We are again entered upon the season of Lent, which is a time set apart by a large portion of the universal church of Christ, for fasting, repentance, and prayer. The season of Lent calls upon the members of our church to consider the doctrine of repentance. It is, therefore, my intention, by the help of God, to employ the Sundays in Lent, to set forth the necessity of repentance toward God, its advantages, and the means of promoting it in persons of different ages and conditions in life.

The present sermon will have reference to children. To you, my dear children, I now address myself. This discourse is intended for your special benefit. The prophet David declares of children, who are not carefully watched, diligently taught, and earnestly prayed for, that "they go astray as soon as they be born, speaking lies." This awful declaration

is, I fear, too true of you; and it is still more fearfully true of those who do not receive christian instruction; "for a child left to himself bringeth his mother to shame." You need early education, for "foolishness is bound up in the heart of a child, but the rod of correction shall drive it far from him." However much you may dislike the labour of learning, the Scripture tells you, "that the soul be without knowledge it is not good."

In this Lecture we shall notice

I. The necessity of repentance before God, and of faith in Christ, to children. II. The benefits which children obtain by them.

III. Some means of promoting these graces in children.

I. The necessity of repentance before God, and of faith in Christ, to children.
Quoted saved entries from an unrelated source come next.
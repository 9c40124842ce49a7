//! Per-track animation state
//!
//! Visual only. Nothing here feeds back into baking or judgment.

use std::collections::VecDeque;

use glam::Vec2;

use crate::Rgb;

/// A particle for bounce bursts
#[derive(Debug, Clone, Copy, PartialEq)]
pub struct Particle {
    pub pos: Vec2,
    pub vel: Vec2,
    pub color: Rgb,
    /// 0-1, decreases over time
    pub life: f32,
    pub size: f32,
}

impl Particle {
    /// Integrate one frame; returns false once the particle is spent
    pub fn step(&mut self, dt: f32, decay: f32, drag: f32) -> bool {
        self.pos += self.vel * dt;
        self.vel *= drag;
        self.life -= dt * decay;
        self.life > 0.0
    }
}

/// Bounded trail of recent positions (newest first)
#[derive(Debug, Clone, Default)]
pub struct Trail {
    points: VecDeque<Vec2>,
    capacity: usize,
}

impl Trail {
    pub fn new(capacity: usize) -> Self {
        Self {
            points: VecDeque::with_capacity(capacity),
            capacity,
        }
    }

    /// Record a position, evicting the oldest beyond capacity
    pub fn record(&mut self, pos: Vec2) {
        if self.capacity == 0 {
            return;
        }
        self.points.push_front(pos);
        while self.points.len() > self.capacity {
            self.points.pop_back();
        }
    }

    pub fn clear(&mut self) {
        self.points.clear();
    }

    pub fn len(&self) -> usize {
        self.points.len()
    }

    pub fn is_empty(&self) -> bool {
        self.points.is_empty()
    }

    pub fn capacity(&self) -> usize {
        self.capacity
    }

    pub fn iter(&self) -> impl Iterator<Item = &Vec2> {
        self.points.iter()
    }
}

/// Mutable animation state for one track
#[derive(Debug, Clone)]
pub struct ViewportState {
    /// Smoothed camera offset (added to world positions)
    pub camera: Vec2,
    /// Shake intensity in [0, 1], decays linearly
    pub shake: f32,
    /// Jitter sampled this frame from `shake`
    pub shake_offset: Vec2,
    pub particles: Vec<Particle>,
    pub trail: Trail,
    /// Segment whose bounce effect already fired
    pub last_hit: Option<usize>,
    /// Segment active at the last update
    pub active: Option<usize>,
    /// Progress within `active` at the last update
    pub progress: f64,
    /// Simulated position at the last update
    pub position: Option<Vec2>,
    /// Next wall to draw when nothing is active (past the end)
    pub draw_cursor: usize,
}

impl ViewportState {
    pub fn new(trail_capacity: usize) -> Self {
        Self {
            camera: Vec2::ZERO,
            shake: 0.0,
            shake_offset: Vec2::ZERO,
            particles: Vec::new(),
            trail: Trail::new(trail_capacity),
            last_hit: None,
            active: None,
            progress: 0.0,
            position: None,
            draw_cursor: 0,
        }
    }

    /// Forget fired hits and transient effects; the camera stays put
    pub fn reset_effects(&mut self) {
        self.shake = 0.0;
        self.shake_offset = Vec2::ZERO;
        self.particles.clear();
        self.trail.clear();
        self.last_hit = None;
    }
}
When the innocency of children is noted in the Bible, it is to be understood

as something comparative, and not absolute. Children are sinners not only by the imputation of Adam's transgression, but they are partakers of original sin, and hence they have dispositions and lustings towards evil, which early show themselves, by anger, jealousy, deceit, covetousness, and selfishness.

1. The Bible history shows this to be the case.

Not long after Adam and Eve sinned in paradise by eating of the forbidden fruit, and thus fell from their original righteousness, Eve bare Cain, who became the murderer of his brother Abel, and though such a crime had not before been known in the earth. "And wherefore slew he him ?" "Because his own works were evil, and his brother's righteous." You see Cain became wicked, not by bad example, but by following the devices and desires of his own heart.

In Gen. v. 3, we read, that when "Adam was one hundred and thirty years old, he

begat a son in his own likeness, after his image, and called his name Seth." When Adam was made at the first, he possessed the image and likeness of God; these he lost by his sin in the garden of Eden, and no image and likeness remained to him but those defaced by sin. Seth, there. fore, was born in sin, and was subject to death. But Seth was made good by the Lord. You also, my dear children, are born evil, but you may be made good, by being born again: and indeed " you must be born again before you can enter into the kingdom of heaven." You have received the outward and visible sign, in baptism, of the washing of regeneration, but you must have the renewing of the Holy Ghost, the "inward and spiritual grace; a death unto sin, and a new birth unto righteousness."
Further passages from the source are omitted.